--- AVAILABLE RECORDS Enclosed Below ---

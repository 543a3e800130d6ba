//! Join of markings.
//!
//! The join is the least marking at least as restrictive as both operands: the
//! higher level and the union of every tag set. It is a plain union; dependency
//! rules are left to [`rules`](crate::c12n::rules).

use crate::c12n::compare::max_level;
use crate::c12n::definition::Definition;
use crate::c12n::formatting::{format, Style};
use crate::c12n::parsing::parse;
use crate::c12n::parts::Parts;

pub fn join(a: &Parts, b: &Parts) -> Parts {
    let (level, mut required, mut groups, mut subgroups) = a.clone().into_sets();
    required.extend(b.required().iter().cloned());
    groups.extend(b.groups().iter().cloned());
    subgroups.extend(b.subgroups().iter().cloned());
    Parts::new(
        max_level(level, b.level().clone()),
        required,
        groups,
        subgroups,
    )
}

/// Join any number of markings. `None` when there is nothing to join.
pub fn join_all<'a>(markings: impl IntoIterator<Item = &'a Parts>) -> Option<Parts> {
    markings.into_iter().fold(None, |acc, parts| match acc {
        None => Some(parts.clone()),
        Some(acc) => Some(join(&acc, parts)),
    })
}

/// Parse two markings, join them and render the result.
pub fn max_classification(
    a: &str,
    b: &str,
    definition: &Definition,
    style: Style,
    mobile: bool,
) -> String {
    let joined = join(&parse(a, definition), &parse(b, definition));
    format(&joined, definition, style, mobile)
}
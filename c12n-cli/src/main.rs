//! Command-line interface for classification markings
//!
//! Usage:
//!   c12n --definition `<path>` normalize `<marking>`...      - Canonical rendering
//!   c12n --definition `<path>` parts `<marking>`             - Parsed components as JSON
//!   c12n --definition `<path>` max `<marking>`...            - Join of several markings
//!   c12n --definition `<path>` access --holder `<m>` `<m>`   - Accessibility check
//!   c12n --definition `<path>` rules [--user] `<marking>`    - Editor rule engine
//!   c12n --definition `<path>` levels                        - Levels by rank
//!
//! Settings are layered: built-in defaults, `--config` file, `C12N_*` environment
//! variables, then command-line flags.
//!
//! The clap command lives in `cli.rs`, which `build.rs` includes to generate shell
//! completions.

mod cli;
mod commands;

use anyhow::{anyhow, Context, Result};
use c12n_config::{C12nConfig, Loader};
use c12n_parser::Definition;
use clap::ArgMatches;
use commands::Display;
use std::process::ExitCode;
use tracing_subscriber::EnvFilter;

fn main() -> ExitCode {
    let matches = cli::build_cli().get_matches();
    match run(&matches) {
        Ok(code) => code,
        Err(err) => {
            eprintln!("Error: {err:#}");
            ExitCode::FAILURE
        }
    }
}

fn run(matches: &ArgMatches) -> Result<ExitCode> {
    let config = load_config(matches)?;
    init_logging(&config);

    let path = config.definition.path.as_ref().ok_or_else(|| {
        anyhow!("no classification definition configured; pass --definition or set definition.path")
    })?;
    let definition = Definition::from_path(path)
        .with_context(|| format!("loading definition {}", path.display()))?;
    tracing::debug!(
        path = %path.display(),
        levels = definition.levels().count(),
        enforce = definition.enforce(),
        "definition loaded"
    );
    let display = Display {
        style: config.display.style.into(),
        mobile: config.display.mobile,
    };

    let output = match matches.subcommand() {
        Some(("normalize", sub)) => {
            commands::normalize_markings(&values(sub, "markings"), &definition, display)
        }
        Some(("parts", sub)) => commands::parts(value(sub, "marking")?, &definition)?,
        Some(("max", sub)) => commands::max(&values(sub, "markings"), &definition, display),
        Some(("access", sub)) => {
            let enforce = config.access.enforce.resolve(definition.enforce());
            tracing::debug!(mode = ?config.access.enforce, enforce, "access enforcement resolved");
            let holder = sub.get_one::<String>("holder").map(String::as_str);
            let target = sub.get_one::<String>("target").map(String::as_str);
            let (allowed, verdict) = commands::access(holder, target, &definition, enforce);
            println!("{verdict}");
            return Ok(if allowed {
                ExitCode::SUCCESS
            } else {
                ExitCode::from(2)
            });
        }
        Some(("rules", sub)) => commands::rules(
            value(sub, "marking")?,
            &definition,
            sub.get_flag("user"),
            display,
        )?,
        Some(("levels", _)) => commands::levels(&definition),
        Some((other, _)) => return Err(anyhow!("unknown command '{other}'")),
        None => return Err(anyhow!("no command given")),
    };

    println!("{output}");
    Ok(ExitCode::SUCCESS)
}

/// Layer defaults, `--config`, environment and flags.
fn load_config(matches: &ArgMatches) -> Result<C12nConfig> {
    let mut loader = Loader::new();
    if let Some(path) = matches.get_one::<String>("config") {
        loader = loader.with_file(path);
    }
    loader = loader.with_env_prefix("C12N");

    if let Some(path) = matches.get_one::<String>("definition") {
        loader = loader.set_override("definition.path", path.as_str())?;
    }
    if let Some(style) = matches.get_one::<String>("style") {
        loader = loader.set_override("display.style", style.as_str())?;
    }
    if matches.get_flag("mobile") {
        loader = loader.set_override("display.mobile", true)?;
    }
    if let Some(("access", sub)) = matches.subcommand() {
        if let Some(mode) = sub.get_one::<String>("enforce") {
            loader = loader.set_override("access.enforce", mode.as_str())?;
        }
    }

    loader.build().context("loading configuration")
}

fn init_logging(config: &C12nConfig) {
    let filter = EnvFilter::try_from_default_env()
        .unwrap_or_else(|_| EnvFilter::new(&config.logging.filter));
    tracing_subscriber::fmt()
        .with_env_filter(filter)
        .with_writer(std::io::stderr)
        .with_target(false)
        .init();
}

fn value<'a>(matches: &'a ArgMatches, id: &str) -> Result<&'a str> {
    matches
        .get_one::<String>(id)
        .map(String::as_str)
        .ok_or_else(|| anyhow!("missing argument '{id}'"))
}

fn values<'a>(matches: &'a ArgMatches, id: &str) -> Vec<&'a str> {
    matches
        .get_many::<String>(id)
        .map(|values| values.map(String::as_str).collect())
        .unwrap_or_default()
}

--- End of Enclosed AVAILABLE RECORDS ---

PROBLEM TO SOLVE ▸ All of the entries above, written out exactly, make up the reply.

ANSWER BOX ▸
repository 543a3e800130d6ba
//! Join of markings.
//!
//! The join is the least marking at least as restrictive as both operands: the
//! higher level and the union of every tag set. It is a plain union; dependency
//! rules are left to [`rules`](crate::c12n::rules).

use crate::c12n::compare::max_level;
use crate::c12n::definition::Definition;
use crate::c12n::formatting::{format, Style};
use crate::c12n::parsing::parse;
use crate::c12n::parts::Parts;

pub fn join(a: &Parts, b: &Parts) -> Parts {
    let (level, mut required, mut groups, mut subgroups) = a.clone().into_sets();
    required.extend(b.required().iter().cloned());
    groups.extend(b.groups().iter().cloned());
    subgroups.extend(b.subgroups().iter().cloned());
    Parts::new(
        max_level(level, b.level().clone()),
        required,
        groups,
        subgroups,
    )
}

/// Join any number of markings. `None` when there is nothing to join.
pub fn join_all<'a>(markings: impl IntoIterator<Item = &'a Parts>) -> Option<Parts> {
    markings.into_iter().fold(None, |acc, parts| match acc {
        None => Some(parts.clone()),
        Some(acc) => Some(join(&acc, parts)),
    })
}

/// Parse two markings, join them and render the result.
pub fn max_classification(
    a: &str,
    b: &str,
    definition: &Definition,
    style: Style,
    mobile: bool,
) -> String {
    let joined = join(&parse(a, definition), &parse(b, definition));
    format(&joined, definition, style, mobile)
}
filename c12n-cli/src/main.rs
//! Command-line interface for classification markings
//!
//! Usage:
//!   c12n --definition `<path>` normalize `<marking>`...      - Canonical rendering
//!   c12n --definition `<path>` parts `<marking>`             - Parsed components as JSON
//!   c12n --definition `<path>` max `<marking>`...            - Join of several markings
//!   c12n --definition `<path>` access --holder `<m>` `<m>`   - Accessibility check
//!   c12n --definition `<path>` rules [--user] `<marking>`    - Editor rule engine
//!   c12n --definition `<path>` levels                        - Levels by rank
//!
//! Settings are layered: built-in defaults, `--config` file, `C12N_*` environment
//! variables, then command-line flags.
//!
//! The clap command lives in `cli.rs`, which `build.rs` includes to generate shell
//! completions.

mod cli;
mod commands;

use anyhow::{anyhow, Context, Result};
use c12n_config::{C12nConfig, Loader};
use c12n_parser::Definition;
use clap::ArgMatches;
use commands::Display;
use std::process::ExitCode;
use tracing_subscriber::EnvFilter;

fn main() -> ExitCode {
    let matches = cli::build_cli().get_matches();
    match run(&matches) {
        Ok(code) => code,
        Err(err) => {
            eprintln!("Error: {err:#}");
            ExitCode::FAILURE
        }
    }
}

fn run(matches: &ArgMatches) -> Result<ExitCode> {
    let config = load_config(matches)?;
    init_logging(&config);

    let path = config.definition.path.as_ref().ok_or_else(|| {
        anyhow!("no classification definition configured; pass --definition or set definition.path")
    })?;
    let definition = Definition::from_path(path)
        .with_context(|| format!("loading definition {}", path.display()))?;
    tracing::debug!(
        path = %path.display(),
        levels = definition.levels().count(),
        enforce = definition.enforce(),
        "definition loaded"
    );
    let display = Display {
        style: config.display.style.into(),
        mobile: config.display.mobile,
    };

    let output = match matches.subcommand() {
        Some(("normalize", sub)) => {
            commands::normalize_markings(&values(sub, "markings"), &definition, display)
        }
        Some(("parts", sub)) => commands::parts(value(sub, "marking")?, &definition)?,
        Some(("max", sub)) => commands::max(&values(sub, "markings"), &definition, display),
        Some(("access", sub)) => {
            let enforce = config.access.enforce.resolve(definition.enforce());
            tracing::debug!(mode = ?config.access.enforce, enforce, "access enforcement resolved");
            let holder = sub.get_one::<String>("holder").map(String::as_str);
            let target = sub.get_one::<String>("target").map(String::as_str);
            let (allowed, verdict) = commands::access(holder, target, &definition, enforce);
            println!("{verdict}");
            return Ok(if allowed {
                ExitCode::SUCCESS
            } else {
                ExitCode::from(2)
            });
        }
        Some(("rules", sub)) => commands::rules(
            value(sub, "marking")?,
            &definition,
            sub.get_flag("user"),
            display,
        )?,
        Some(("levels", _)) => commands::levels(&definition),
        Some((other, _)) => return Err(anyhow!("unknown command '{other}'")),
        None => return Err(anyhow!("no command given")),
    };

    println!("{output}");
    Ok(ExitCode::SUCCESS)
}

/// Layer defaults, `--config`, environment and flags.
fn load_config(matches: &ArgMatches) -> Result<C12nConfig> {
    let mut loader = Loader::new();
    if let Some(path) = matches.get_one::<String>("config") {
        loader = loader.with_file(path);
    }
    loader = loader.with_env_prefix("C12N");

    if let Some(path) = matches.get_one::<String>("definition") {
        loader = loader.set_override("definition.path", path.as_str())?;
    }
    if let Some(style) = matches.get_one::<String>("style") {
        loader = loader.set_override("display.style", style.as_str())?;
    }
    if matches.get_flag("mobile") {
        loader = loader.set_override("display.mobile", true)?;
    }
    if let Some(("access", sub)) = matches.subcommand() {
        if let Some(mode) = sub.get_one::<String>("enforce") {
            loader = loader.set_override("access.enforce", mode.as_str())?;
        }
    }

    loader.build().context("loading configuration")
}

fn init_logging(config: &C12nConfig) {
    let filter = EnvFilter::try_from_default_env()
        .unwrap_or_else(|_| EnvFilter::new(&config.logging.filter));
    tracing_subscriber::fmt()
        .with_env_filter(filter)
        .with_writer(std::io::stderr)
        .with_target(false)
        .init();
}

fn value<'a>(matches: &'a ArgMatches, id: &str) -> Result<&'a str> {
    matches
        .get_one::<String>(id)
        .map(String::as_str)
        .ok_or_else(|| anyhow!("missing argument '{id}'"))
}

fn values<'a>(matches: &'a ArgMatches, id: &str) -> Vec<&'a str> {
    matches
        .get_many::<String>(id)
        .map(|values| values.map(String::as_str).collect())
        .unwrap_or_default()
}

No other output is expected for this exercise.